→ **MATERIAL SUPPLIED**
use std::cmp::Ordering;

use crate::error::{Error, Result};

/// Comparison strategy used when no explicit comparator is supplied.
pub type NaturalOrder<E> = fn(&E, &E) -> Ordering;

/// An array-backed binary max-heap with a pluggable comparison strategy.
///
/// Only the maximum element can be observed or removed. The ordering is
/// supplied at construction, either the natural `Ord` of the element type
/// (`new`, `from_vec`) or an explicit comparator (`with_comparator`,
/// `from_vec_with_comparator`). `Ordering::Greater` means the first
/// argument ranks higher.
///
/// # Responsibilities
/// - Maintain the max-heap property over the backing array
/// - Offer O(log n) insertion and extraction, O(1) peek
/// - Build from an existing vector in O(n) via a bottom-up sift-down pass
///
/// # Invariants
/// - Every element compares greater than or equal to its two children
///   (children of index `i` live at `2i + 1` and `2i + 2`)
/// - The backing storage grows geometrically and never shrinks
pub struct BinaryMaxHeap<E, C> {
	items: Vec<E>,
	compare: C,
}

impl<E: Ord> BinaryMaxHeap<E, NaturalOrder<E>> {
	/// Creates an empty heap ordered by the element type's natural order.
	pub fn new() -> Self {
		Self::with_comparator(Ord::cmp)
	}

	/// Builds a heap from `items` using the natural order.
	pub fn from_vec(items: Vec<E>) -> Self {
		Self::from_vec_with_comparator(items, Ord::cmp)
	}
}

impl<E: Ord> Default for BinaryMaxHeap<E, NaturalOrder<E>> {
	fn default() -> Self {
		Self::new()
	}
}

impl<E, C> BinaryMaxHeap<E, C>
where
	C: Fn(&E, &E) -> Ordering,
{
	/// Creates an empty heap ordered by `compare`.
	pub fn with_comparator(compare: C) -> Self {
		Self { items: Vec::new(), compare }
	}

	/// Builds a heap from `items` using `compare`.
	///
	/// Establishes the heap invariant in O(n): sifts down every parent,
	/// from the last one up to the root.
	pub fn from_vec_with_comparator(items: Vec<E>, compare: C) -> Self {
		let mut heap = Self { items, compare };
		heap.build();
		heap
	}

	/// Adds `item` to the heap.
	///
	/// O(1) amortized, O(log n) worst case: the item is appended and
	/// sifted upward while it compares greater than its parent.
	pub fn insert(&mut self, item: E) {
		self.items.push(item);
		self.sift_up(self.items.len() - 1);
	}

	/// Returns, without removing, the maximum element.
	///
	/// # Errors
	/// [`Error::EmptyHeap`] if the heap contains no elements.
	pub fn peek(&self) -> Result<&E> {
		self.items.first().ok_or(Error::EmptyHeap)
	}

	/// Returns and removes the maximum element. O(log n).
	///
	/// The last element replaces the root and is sifted downward,
	/// swapping with the larger of its children until it settles.
	///
	/// # Errors
	/// [`Error::EmptyHeap`] if the heap contains no elements.
	pub fn extract_max(&mut self) -> Result<E> {
		if self.items.is_empty() {
			return Err(Error::EmptyHeap);
		}
		let max = self.items.swap_remove(0);
		if !self.items.is_empty() {
			self.sift_down(0);
		}
		Ok(max)
	}

	/// Returns the number of elements currently stored.
	pub fn len(&self) -> usize {
		self.items.len()
	}

	/// Returns `true` if the heap holds no elements.
	pub fn is_empty(&self) -> bool {
		self.items.is_empty()
	}

	/// Removes every element. The backing storage is kept.
	pub fn clear(&mut self) {
		self.items.clear();
	}

	/// Returns a copy of the elements in backing-array order.
	///
	/// The maximum element is at index 0; no other position carries any
	/// ordering guarantee.
	pub fn to_vec(&self) -> Vec<E>
	where
		E: Clone,
	{
		self.items.clone()
	}

	fn build(&mut self) {
		// the last parent sits at (len - 2) / 2, everything past it is a leaf
		for index in (0..self.items.len() / 2).rev() {
			self.sift_down(index);
		}
	}

	fn sift_up(&mut self, index: usize) {
		let mut current = index;
		while current != 0 {
			let parent = (current - 1) / 2;
			if (self.compare)(&self.items[current], &self.items[parent]) != Ordering::Greater {
				break;
			}
			self.items.swap(current, parent);
			current = parent;
		}
	}

	fn sift_down(&mut self, index: usize) {
		let mut current = index;
		loop {
			let left = 2 * current + 1;
			let right = left + 1;
			if left >= self.items.len() {
				// leaf, nothing below to compare against
				break;
			}

			let mut largest = left;
			if right < self.items.len()
				&& (self.compare)(&self.items[right], &self.items[left]) != Ordering::Less
			{
				largest = right;
			}

			if (self.compare)(&self.items[current], &self.items[largest]) == Ordering::Less {
				self.items.swap(current, largest);
				current = largest;
			} else {
				break;
			}
		}
	}
}

#[cfg(test)]
mod tests {
	use super::*;
	use crate::error::Error;

	fn drain<E, C>(mut heap: BinaryMaxHeap<E, C>) -> Vec<E>
	where
		C: Fn(&E, &E) -> Ordering,
	{
		let mut output = Vec::with_capacity(heap.len());
		while let Ok(item) = heap.extract_max() {
			output.push(item);
		}
		output
	}

	#[test]
	fn insert_then_extract_is_non_increasing() {
		let mut heap = BinaryMaxHeap::new();
		for value in [5, 1, 9, 3, 7, 7, 2, 8, 0, 6] {
			heap.insert(value);
		}
		assert_eq!(heap.len(), 10);
		assert_eq!(drain(heap), vec![9, 8, 7, 7, 6, 5, 3, 2, 1, 0]);
	}

	#[test]
	fn from_vec_builds_a_valid_heap() {
		let heap = BinaryMaxHeap::from_vec(vec![3, 11, 2, 8, 5, 13, 1]);
		assert_eq!(*heap.peek().unwrap(), 13);
		assert_eq!(drain(heap), vec![13, 11, 8, 5, 3, 2, 1]);
	}

	#[test]
	fn from_vec_handles_even_lengths() {
		// even lengths put the last parent right before the first leaf
		let heap = BinaryMaxHeap::from_vec(vec![2, 7, 1, 4]);
		assert_eq!(drain(heap), vec![7, 4, 2, 1]);

		let heap = BinaryMaxHeap::from_vec(vec![5, 9]);
		assert_eq!(drain(heap), vec![9, 5]);

		let heap = BinaryMaxHeap::from_vec(vec![3]);
		assert_eq!(drain(heap), vec![3]);
	}

	#[test]
	fn comparator_is_authoritative() {
		// reversed comparison turns the structure into a min-heap
		let heap = BinaryMaxHeap::from_vec_with_comparator(vec![4, 1, 3, 2], |a: &i32, b: &i32| {
			b.cmp(a)
		});
		assert_eq!(drain(heap), vec![1, 2, 3, 4]);
	}

	#[test]
	fn peek_does_not_remove() {
		let mut heap = BinaryMaxHeap::new();
		heap.insert("b");
		heap.insert("a");
		assert_eq!(*heap.peek().unwrap(), "b");
		assert_eq!(heap.len(), 2);
	}

	#[test]
	fn empty_heap_is_reported() {
		let mut heap: BinaryMaxHeap<i32, _> = BinaryMaxHeap::new();
		assert!(matches!(heap.peek(), Err(Error::EmptyHeap)));
		assert!(matches!(heap.extract_max(), Err(Error::EmptyHeap)));
	}

	#[test]
	fn snapshot_keeps_maximum_at_index_zero() {
		let mut heap = BinaryMaxHeap::new();
		for value in [2, 9, 4, 9, 1] {
			heap.insert(value);
		}
		let snapshot = heap.to_vec();
		assert_eq!(snapshot.len(), 5);
		assert_eq!(snapshot[0], 9);
	}

	#[test]
	fn clear_resets_size() {
		let mut heap = BinaryMaxHeap::from_vec(vec![1, 2, 3]);
		heap.clear();
		assert!(heap.is_empty());
		assert_eq!(heap.len(), 0);
		heap.insert(42);
		assert_eq!(*heap.peek().unwrap(), 42);
	}

	#[test]
	fn from_empty_vec_is_usable() {
		let mut heap: BinaryMaxHeap<i32, _> = BinaryMaxHeap::from_vec(Vec::new());
		assert!(heap.is_empty());
		heap.insert(1);
		assert_eq!(heap.extract_max().unwrap(), 1);
	}
}
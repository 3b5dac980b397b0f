use std::fs::File;
use std::io::Read;
use std::path::Path;

use lazy_static::lazy_static;
use regex::Regex;

use crate::error::Result;

lazy_static! {
	// runs of Unicode punctuation or symbols, underscores excluded
	static ref PUNCTUATION: Regex = Regex::new(r"[\p{P}\p{S}--_]+").unwrap();
}

/// Reads a text file and returns its cleaned words, in order.
///
/// - Reads the entire file into memory
/// - Splits on whitespace
/// - Cleans each word with [`clean_word`], dropping the ones that clean
///   away to nothing
pub fn load_words<P: AsRef<Path>>(filename: P) -> Result<Vec<String>> {
	let mut contents = String::new();
	File::open(filename)?.read_to_string(&mut contents)?;
	Ok(contents
		.split_whitespace()
		.filter_map(clean_word)
		.collect())
}

/// Lowercases a raw word and keeps only what comes before the first run
/// of punctuation or symbol characters (underscores are kept).
///
/// A word that starts with punctuation cleans away entirely and yields
/// `None`, as does an empty input.
///
/// Examples:
/// - `"Hello,"` → `Some("hello")`
/// - `"don't"` → `Some("don")`
/// - `"snake_case"` → `Some("snake_case")`
/// - `"!!word"` → `None`
pub fn clean_word(raw: &str) -> Option<String> {
	let lowered = raw.to_lowercase();
	let cleaned = PUNCTUATION.split(&lowered).next().unwrap_or("");
	if cleaned.is_empty() {
		None
	} else {
		Some(cleaned.to_owned())
	}
}
use std::time::Duration;

use thiserror::Error;

use crate::protocol::RequestId;
use crate::transport::TransportError;

#[derive(Debug, Error)]
pub enum ClientError {
    #[error("client is not running")]
    NotRunning,

    #[error("client already started")]
    AlreadyStarted,

    #[error("client was stopped and cannot be restarted")]
    Stopped,

    #[error("request canceled before it was accepted")]
    Canceled,

    #[error("failed to dial {address}: {source}")]
    Dial {
        address: String,
        #[source]
        source: TransportError,
    },

    #[error("failed to encode request params: {0}")]
    Encode(#[from] serde_json::Error),

    #[error("invalid configuration: {0}")]
    Config(#[from] ConfigError),
}

/// Why the reconnect coordinator gave up and stopped the client.
#[derive(Debug, Error)]
pub enum ReconnectError {
    #[error("reached maximum reconnect attempts ({attempts}): {last}")]
    Exhausted {
        attempts: u32,
        #[source]
        last: TransportError,
    },

    #[error("failed to resend backlogged request {id}: {source}")]
    Backlog {
        id: RequestId,
        #[source]
        source: TransportError,
    },
}

#[derive(Debug, Error)]
pub enum ConfigError {
    #[error("ping period {ping:?} must be shorter than read wait {read:?}")]
    PingNotBelowReadWait { ping: Duration, read: Duration },
}
//! Ping/pong latency sinks.

use std::sync::{Arc, Mutex};
use std::time::Duration;

/// Receives round-trip latency samples measured by the read worker.
pub trait LatencySink: Send + Sync {
    fn record(&self, latency: Duration);

    fn snapshot(&self) -> LatencySnapshot {
        LatencySnapshot::default()
    }
}

#[derive(Debug, Clone, Copy, Default, PartialEq, Eq)]
pub struct LatencySnapshot {
    pub count: u64,
    pub min: Option<Duration>,
    pub max: Option<Duration>,
    pub mean: Option<Duration>,
    pub last: Option<Duration>,
}

#[derive(Debug, Default)]
struct Stats {
    count: u64,
    total: Duration,
    min: Option<Duration>,
    max: Option<Duration>,
    last: Option<Duration>,
}

/// Keeps running latency statistics.
#[derive(Debug, Default)]
pub struct LatencyTimer {
    stats: Mutex<Stats>,
}

impl LatencyTimer {
    pub fn new() -> Self {
        Self::default()
    }
}

impl LatencySink for LatencyTimer {
    fn record(&self, latency: Duration) {
        let mut stats = match self.stats.lock() {
            Ok(guard) => guard,
            Err(poisoned) => poisoned.into_inner(),
        };
        stats.count += 1;
        stats.total = stats.total.saturating_add(latency);
        stats.min = Some(stats.min.map_or(latency, |min| min.min(latency)));
        stats.max = Some(stats.max.map_or(latency, |max| max.max(latency)));
        stats.last = Some(latency);
    }

    fn snapshot(&self) -> LatencySnapshot {
        let stats = match self.stats.lock() {
            Ok(guard) => guard,
            Err(poisoned) => poisoned.into_inner(),
        };
        let mean = (stats.count > 0).then(|| {
            let nanos = stats.total.as_nanos() / u128::from(stats.count);
            Duration::from_nanos(u64::try_from(nanos).unwrap_or(u64::MAX))
        });
        LatencySnapshot {
            count: stats.count,
            min: stats.min,
            max: stats.max,
            mean,
            last: stats.last,
        }
    }
}

/// Discards every sample.
#[derive(Debug, Default, Clone, Copy)]
pub struct NoopLatency;

impl LatencySink for NoopLatency {
    fn record(&self, _latency: Duration) {}
}

pub(crate) fn default_sink(skip_metrics: bool) -> Arc<dyn LatencySink> {
    if skip_metrics {
        Arc::new(NoopLatency)
    } else {
        Arc::new(LatencyTimer::new())
    }
}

→ **WHAT IS NEEDED**
Could you reproduce exactly the lines of the entries above, from the one with "for value in [2, 9, 4, 9, 1]" through the one with "use std::path::Path;", and nothing else?

→ **RESULT**
		for value in [2, 9, 4, 9, 1] {
			heap.insert(value);
		}
		let snapshot = heap.to_vec();
		assert_eq!(snapshot.len(), 5);
		assert_eq!(snapshot[0], 9);
	}

	#[test]
	fn clear_resets_size() {
		let mut heap = BinaryMaxHeap::from_vec(vec![1, 2, 3]);
		heap.clear();
		assert!(heap.is_empty());
		assert_eq!(heap.len(), 0);
		heap.insert(42);
		assert_eq!(*heap.peek().unwrap(), 42);
	}

	#[test]
	fn from_empty_vec_is_usable() {
		let mut heap: BinaryMaxHeap<i32, _> = BinaryMaxHeap::from_vec(Vec::new());
		assert!(heap.is_empty());
		heap.insert(1);
		assert_eq!(heap.extract_max().unwrap(), 1);
	}
}
repository 3b5dac980b397b0f
use std::fs::File;
use std::io::Read;
use std::path::Path;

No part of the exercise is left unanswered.